PROVIDED RECORDS:

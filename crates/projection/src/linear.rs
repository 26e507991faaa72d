//! Affine projection between projected meters and geographic degrees.
//!
//! Small regional grids are sometimes published with a plain linear
//! relation between grid meters and lat/lon:
//!
//! ```text
//! [lat]   [a00 a01] [northing]   [lat0]
//! [lon] = [a10 a11] [easting ] + [lon0]
//! ```
//!
//! The inverse is computed once at construction.

use nalgebra::{Matrix2, Vector2};

use crate::definition::{MapProjection, ProjectedPoint};
use crate::error::{ProjectionError, ProjectionResult};

#[derive(Debug, Clone, PartialEq)]
pub struct LinearProjection {
    /// Maps (northing, easting) meters to (lat, lon) degrees
    to_geographic: Matrix2<f64>,
    /// Inverse of `to_geographic`
    to_projected: Matrix2<f64>,
    /// Geographic position of projected (0, 0)
    offset: Vector2<f64>,
}

impl LinearProjection {
    /// Create from the row-major 2x2 matrix and the geographic offset.
    ///
    /// Fails if the matrix is singular or contains non-finite entries.
    pub fn new(matrix: [[f64; 2]; 2], offset: (f64, f64)) -> ProjectionResult<Self> {
        let to_geographic =
            Matrix2::new(matrix[0][0], matrix[0][1], matrix[1][0], matrix[1][1]);
        if to_geographic.iter().any(|v| !v.is_finite()) {
            return Err(ProjectionError::InvalidDefinition(
                "non-finite linear projection coefficient".to_string(),
            ));
        }
        let to_projected = to_geographic.try_inverse().ok_or_else(|| {
            ProjectionError::InvalidDefinition("linear projection matrix is singular".to_string())
        })?;

        Ok(Self {
            to_geographic,
            to_projected,
            offset: Vector2::new(offset.0, offset.1),
        })
    }

    /// Axis-aligned grid: `deg_per_meter_lat` degrees of latitude per meter
    /// northing, `deg_per_meter_lon` degrees of longitude per meter easting.
    pub fn axis_aligned(
        deg_per_meter_lat: f64,
        deg_per_meter_lon: f64,
        offset: (f64, f64),
    ) -> ProjectionResult<Self> {
        Self::new([[deg_per_meter_lat, 0.0], [0.0, deg_per_meter_lon]], offset)
    }
}

impl MapProjection for LinearProjection {
    fn forward(&self, lat: f64, lon: f64) -> Option<ProjectedPoint> {
        let projected = self.to_projected * (Vector2::new(lat, lon) - self.offset);
        Some(ProjectedPoint {
            northing: projected[0],
            easting: projected[1],
        })
    }

    fn inverse(&self, point: ProjectedPoint) -> (f64, f64) {
        let geo = self.to_geographic * Vector2::new(point.northing, point.easting) + self.offset;
        (geo[0], geo[1])
    }
}
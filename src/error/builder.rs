/*!
 Errors that can happen when staging or serializing a binary property list.
*/

use std::fmt::{Display, Formatter, Result};

use crate::models::{Collection, Type};

/// Errors that can happen when staging or serializing a binary property list
///
/// Once any of these occurs, the originating [`Builder`](crate::builder::Builder)
/// is stuck: every subsequent operation returns the same error until
/// [`reset`](crate::builder::Builder::reset) is called.
#[derive(Debug, Clone, PartialEq)]
pub enum BuildError {
    /// The supplied value does not satisfy the value contract of the requested type
    InvalidValue(Type, Type),
    /// The innermost open collection is of a different kind than the one being closed
    CloseMismatch(Collection, Collection),
    /// There is no open collection to close
    CloseUnopened(Collection),
    /// A dictionary was closed with an odd number of children
    OddDictionaryArity(usize),
    /// Serialization was requested without exactly one fully-closed root node
    IncompleteGraph(usize),
    /// An encoded object id has no recorded offset; indicates an encoder defect
    MissingOffset(usize),
    /// The output sink failed mid-write
    Write(String),
}

impl Display for BuildError {
    fn fmt(&self, fmt: &mut Formatter<'_>) -> Result {
        match self {
            BuildError::InvalidValue(want, got) => {
                write!(fmt, "Invalid {got} datum for element of type {want}!")
            }
            BuildError::CloseMismatch(open, requested) => {
                write!(fmt, "Cannot close {requested}: innermost open collection is a {open}!")
            }
            BuildError::CloseUnopened(kind) => write!(fmt, "Close of unopened {kind}!"),
            BuildError::OddDictionaryArity(len) => {
                write!(fmt, "Dictionary has {len} children; missing a value!")
            }
            BuildError::IncompleteGraph(len) => {
                write!(fmt, "Have {len} pending elements, want 1 closed root!")
            }
            BuildError::MissingOffset(id) => write!(fmt, "Object {id} is missing an offset!"),
            BuildError::Write(why) => write!(fmt, "Failed to write property list: {why}"),
        }
    }
}
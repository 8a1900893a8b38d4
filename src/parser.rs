/*!
 Contains logic to decode binary property list data through caller-supplied
 callbacks.

 [`parse`] reads the trailer and offset table of a complete byte buffer, then
 decodes objects on demand starting from the root, dispatching on each
 object's tag byte. No staging tree is built on this side: every decoded
 element and collection boundary is reported to a [`Handler`], and only one
 object's bytes are ever in flight at a time.

 Logic referenced from the `CFBinaryPList` format description at:
   - [`CFBinaryPList.c`](https://opensource.apple.com/source/CF/CF-550/CFBinaryPList.c)
*/

use chrono::DateTime;

use crate::{
    error::parser::ParseError,
    models::{Collection, Type, Value, MAC_EPOCH_OFFSET},
};

/// The 6-byte magic number that starts every binary property list
const MAGIC: &[u8] = b"bplist";
/// The fixed byte length of the trailer record
const TRAILER_SIZE: usize = 32;

/// Callbacks that receive objects from a property list as it is decoded
///
/// If a callback reports an error, the walk aborts immediately and that
/// error propagates, uninterpreted, to the [`parse`] caller.
/// [`ParseError::Aborted`] is the conventional value for a handler that
/// simply wants to stop.
pub trait Handler {
    /// Called for the version string, e.g. `"00"`, before any structural
    /// validation of the offset table
    fn version(&mut self, version: &str) -> Result<(), ParseError>;

    /// Called for each primitive data element
    fn element(&mut self, typ: Type, value: Value) -> Result<(), ParseError>;

    /// Called to open a new collection of the given kind with `len` elements
    /// (pairs, for a dictionary)
    fn open(&mut self, kind: Collection, len: usize) -> Result<(), ParseError>;

    /// Called to close the latest collection of the given kind
    fn close(&mut self, kind: Collection) -> Result<(), ParseError>;
}

/// Decode a complete binary property list, driving `handler` with each
/// object reachable from the root
pub fn parse<H: Handler>(data: &[u8], handler: &mut H) -> Result<(), ParseError> {
    if !data.starts_with(MAGIC) {
        return Err(ParseError::InvalidMagic);
    }
    let min = MAGIC.len() + 2 + TRAILER_SIZE;
    if data.len() < min {
        return Err(ParseError::TruncatedInput(min, data.len()));
    }

    // Report the version eagerly so the caller can bail out on an
    // incompatible version before we touch the offset table.
    let version = std::str::from_utf8(&data[MAGIC.len()..MAGIC.len() + 2])
        .map_err(ParseError::InvalidString)?;
    handler.version(version)?;

    let trailer = Trailer::read(&data[data.len() - TRAILER_SIZE..])?;
    let table_end = trailer.table_end().ok_or(ParseError::InvalidOffsetTable)?;
    if table_end > data.len() - TRAILER_SIZE {
        return Err(ParseError::InvalidOffsetTable);
    }

    let mut offsets = Vec::with_capacity(trailer.num_objects);
    for id in 0..trailer.num_objects {
        let base = trailer.offset_table + trailer.offset_bytes * id;
        offsets.push(accumulate_int(&data[base..base + trailer.offset_bytes]) as usize);
    }

    let mut reader = Reader {
        data,
        offsets,
        ref_bytes: trailer.ref_bytes,
        handler,
    };
    reader.decode_object(trailer.root_object)
}

/// The fixed 32-byte index at the end of every stream
#[derive(Debug)]
struct Trailer {
    /// Byte width of each offset table entry
    offset_bytes: usize,
    /// Byte width of each object reference inside collections
    ref_bytes: usize,
    /// Number of entries in the offset table
    num_objects: usize,
    /// Object id of the root
    root_object: usize,
    /// File position of the offset table
    offset_table: usize,
}

impl Trailer {
    /// Unpack the trailer. Precondition: `data` is exactly 32 bytes.
    fn read(data: &[u8]) -> Result<Self, ParseError> {
        let trailer = Self {
            offset_bytes: data[6] as usize,
            ref_bytes: data[7] as usize,
            num_objects: read_word(&data[8..16])?,
            root_object: read_word(&data[16..24])?,
            offset_table: read_word(&data[24..32])?,
        };
        // Widths outside 1–8 cannot address anything.
        if !(1..=8).contains(&trailer.offset_bytes) || !(1..=8).contains(&trailer.ref_bytes) {
            return Err(ParseError::InvalidOffsetTable);
        }
        Ok(trailer)
    }

    /// File position one past the offset table, if it is representable
    fn table_end(&self) -> Option<usize> {
        self.offset_table
            .checked_add(self.offset_bytes.checked_mul(self.num_objects)?)
    }
}

/// Read one big-endian trailer word into a `usize`
fn read_word(data: &[u8]) -> Result<usize, ParseError> {
    let mut raw = [0u8; 8];
    raw.copy_from_slice(data);
    usize::try_from(u64::from_be_bytes(raw)).map_err(|_| ParseError::InvalidOffsetTable)
}

/// Accumulate big-endian bytes into an `i64` by successive shifts
///
/// This deliberately matches the format's reference readers: widths below 8
/// bytes never sign-extend, so a one-byte `0xff` decodes as 255. Only a full
/// 8-byte payload lands in the sign bit and reads back as negative.
fn accumulate_int(data: &[u8]) -> i64 {
    let mut value = 0i64;
    for byte in data {
        value = (value << 8) | i64::from(*byte);
    }
    value
}

/// Contains state used to walk the object area of one stream
#[derive(Debug)]
struct Reader<'a, H> {
    /// The complete input buffer, header and trailer included
    data: &'a [u8],
    /// File offset of each object, indexed by object id
    offsets: Vec<usize>,
    /// Byte width of object references inside collections
    ref_bytes: usize,
    /// The callbacks receiving decoded objects
    handler: &'a mut H,
}

impl<H: Handler> Reader<'_, H> {
    /// Decode the object with the given id, recursing through collections
    fn decode_object(&mut self, id: usize) -> Result<(), ParseError> {
        let off = *self
            .offsets
            .get(id)
            .ok_or(ParseError::InvalidObjectReference(id))?;
        let tag = self.byte(off)?;

        match tag >> 4 {
            0x0 => match tag & 0x0f {
                0x0 => self.handler.element(Type::Null, Value::Null),
                0x8 => self.handler.element(Type::Bool, Value::Bool(false)),
                0x9 => self.handler.element(Type::Bool, Value::Bool(true)),
                _ => Err(ParseError::UnrecognizedTag(tag)),
            },
            0x1 => {
                let size = 1usize << (tag & 0x0f);
                let value = accumulate_int(self.bytes(off + 1, size)?);
                self.handler.element(Type::Integer, Value::Integer(value))
            }
            0x2 => {
                let size = 1usize << (tag & 0x0f);
                let value = f64::from_bits(accumulate_int(self.bytes(off + 1, size)?) as u64);
                self.handler.element(Type::Float, Value::Float(value))
            }
            0x3 if tag & 0x0f == 3 => {
                let sec = f64::from_bits(accumulate_int(self.bytes(off + 1, 8)?) as u64);
                // The payload is free-form IEEE-754; a huge magnitude must
                // surface as an error, not wrap past the epoch shift.
                let unix = (sec as i64)
                    .checked_add(MAC_EPOCH_OFFSET)
                    .ok_or(ParseError::InvalidTimestamp)?;
                let when =
                    DateTime::from_timestamp(unix, 0).ok_or(ParseError::InvalidTimestamp)?;
                self.handler.element(Type::Time, Value::Time(when))
            }
            0x4 => {
                let (size, shift) = self.size_and_shift(tag, off + 1)?;
                let data = self.bytes(off + 1 + shift, size)?.to_vec();
                self.handler.element(Type::Bytes, Value::Bytes(data))
            }
            0x5 | 0x7 => {
                let (size, shift) = self.size_and_shift(tag, off + 1)?;
                let text = std::str::from_utf8(self.bytes(off + 1 + shift, size)?)
                    .map_err(ParseError::InvalidString)?
                    .to_string();
                self.handler.element(Type::String, Value::String(text))
            }
            0x6 => {
                // The length counts UTF-16 code units, not bytes.
                let (size, shift) = self.size_and_shift(tag, off + 1)?;
                let units: Vec<u16> = self
                    .bytes(off + 1 + shift, size.saturating_mul(2))?
                    .chunks_exact(2)
                    .map(|pair| u16::from_be_bytes([pair[0], pair[1]]))
                    .collect();
                self.handler.element(Type::Unicode, Value::Unicode(units))
            }
            0x8 => {
                let (size, shift) = self.size_and_shift(tag, off + 1)?;
                let data = self.bytes(off + 1 + shift, size)?.to_vec();
                self.handler.element(Type::Uid, Value::Uid(data))
            }
            0xa | 0xb | 0xc => {
                let kind = if tag >> 4 == 0xa {
                    Collection::Array
                } else {
                    Collection::Set
                };
                let (size, shift) = self.size_and_shift(tag, off + 1)?;
                let ids = self.refs(off + 1 + shift, size)?;
                self.handler.open(kind, size)?;
                for id in ids {
                    self.decode_object(id)?;
                }
                self.handler.close(kind)
            }
            0xd => {
                // All key references precede all value references; report
                // each pair key-then-value in stored pair order.
                let (size, shift) = self.size_and_shift(tag, off + 1)?;
                let keys = self.refs(off + 1 + shift, size)?;
                let values = self.refs(
                    (off + 1 + shift).saturating_add(size.saturating_mul(self.ref_bytes)),
                    size,
                )?;
                self.handler.open(Collection::Dict, size)?;
                for (key, value) in keys.iter().zip(&values) {
                    self.decode_object(*key)?;
                    self.decode_object(*value)?;
                }
                self.handler.close(Collection::Dict)
            }
            _ => Err(ParseError::UnrecognizedTag(tag)),
        }
    }

    /// Resolve the size nibble of `tag`: an inline element count, or an
    /// extended length stored as a packed integer at `pos`, together with
    /// the byte count the length prefix itself occupies
    fn size_and_shift(&self, tag: u8, pos: usize) -> Result<(usize, usize), ParseError> {
        let nb = (tag & 0x0f) as usize;
        if nb < 15 {
            return Ok((nb, 0));
        }
        let marker = self.byte(pos)?;
        let size = 1usize << (marker & 0x0f);
        let length = accumulate_int(self.bytes(pos + 1, size)?) as usize;
        Ok((length, 1 + size))
    }

    /// Read `count` object references of the trailer's fixed width
    fn refs(&self, start: usize, count: usize) -> Result<Vec<usize>, ParseError> {
        let raw = self.bytes(start, count.saturating_mul(self.ref_bytes))?;
        Ok(raw
            .chunks_exact(self.ref_bytes)
            .map(|chunk| accumulate_int(chunk) as usize)
            .collect())
    }

    /// Get the byte at a given index, if it is within the stream's bounds
    fn byte(&self, idx: usize) -> Result<u8, ParseError> {
        self.data
            .get(idx)
            .copied()
            .ok_or(ParseError::TruncatedInput(idx, self.data.len()))
    }

    /// Read exactly `n` bytes starting at `start`
    fn bytes(&self, start: usize, n: usize) -> Result<&[u8], ParseError> {
        let end = start.saturating_add(n);
        self.data
            .get(start..end)
            .ok_or(ParseError::TruncatedInput(end, self.data.len()))
    }
}

#[cfg(test)]
mod accumulate_tests {
    use crate::parser::accumulate_int;

    #[test]
    fn narrow_widths_do_not_sign_extend() {
        assert_eq!(accumulate_int(&[0xff]), 255);
        assert_eq!(accumulate_int(&[0x01, 0x00]), 256);
        assert_eq!(accumulate_int(&[0xff, 0xff, 0xff, 0xff]), 0xffff_ffff);
    }

    #[test]
    fn full_width_reads_back_signed() {
        assert_eq!(accumulate_int(&[0xff; 8]), -1);
        assert_eq!(
            accumulate_int(&[0x80, 0x00, 0x00, 0x00, 0x00, 0x00, 0x00, 0x00]),
            i64::MIN
        );
    }
}
//! Small building blocks shared by every subsystem: screen-space vectors
//! and rectangles, frame timing, and the entity key type.

pub mod collections;
pub mod math;
pub mod time;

TASK ITEM: Above are the records; print exactly the lines from the line with "0x5 | 0x7 =>" to the line with "self.handler.element(Type::Unicode, Value::Unicode(units))", including both, and nothing else.

RESPONSE TO THE TASK:
            0x5 | 0x7 => {
                let (size, shift) = self.size_and_shift(tag, off + 1)?;
                let text = std::str::from_utf8(self.bytes(off + 1 + shift, size)?)
                    .map_err(ParseError::InvalidString)?
                    .to_string();
                self.handler.element(Type::String, Value::String(text))
            }
            0x6 => {
                // The length counts UTF-16 code units, not bytes.
                let (size, shift) = self.size_and_shift(tag, off + 1)?;
                let units: Vec<u16> = self
                    .bytes(off + 1 + shift, size.saturating_mul(2))?
                    .chunks_exact(2)
                    .map(|pair| u16::from_be_bytes([pair[0], pair[1]]))
                    .collect();
                self.handler.element(Type::Unicode, Value::Unicode(units))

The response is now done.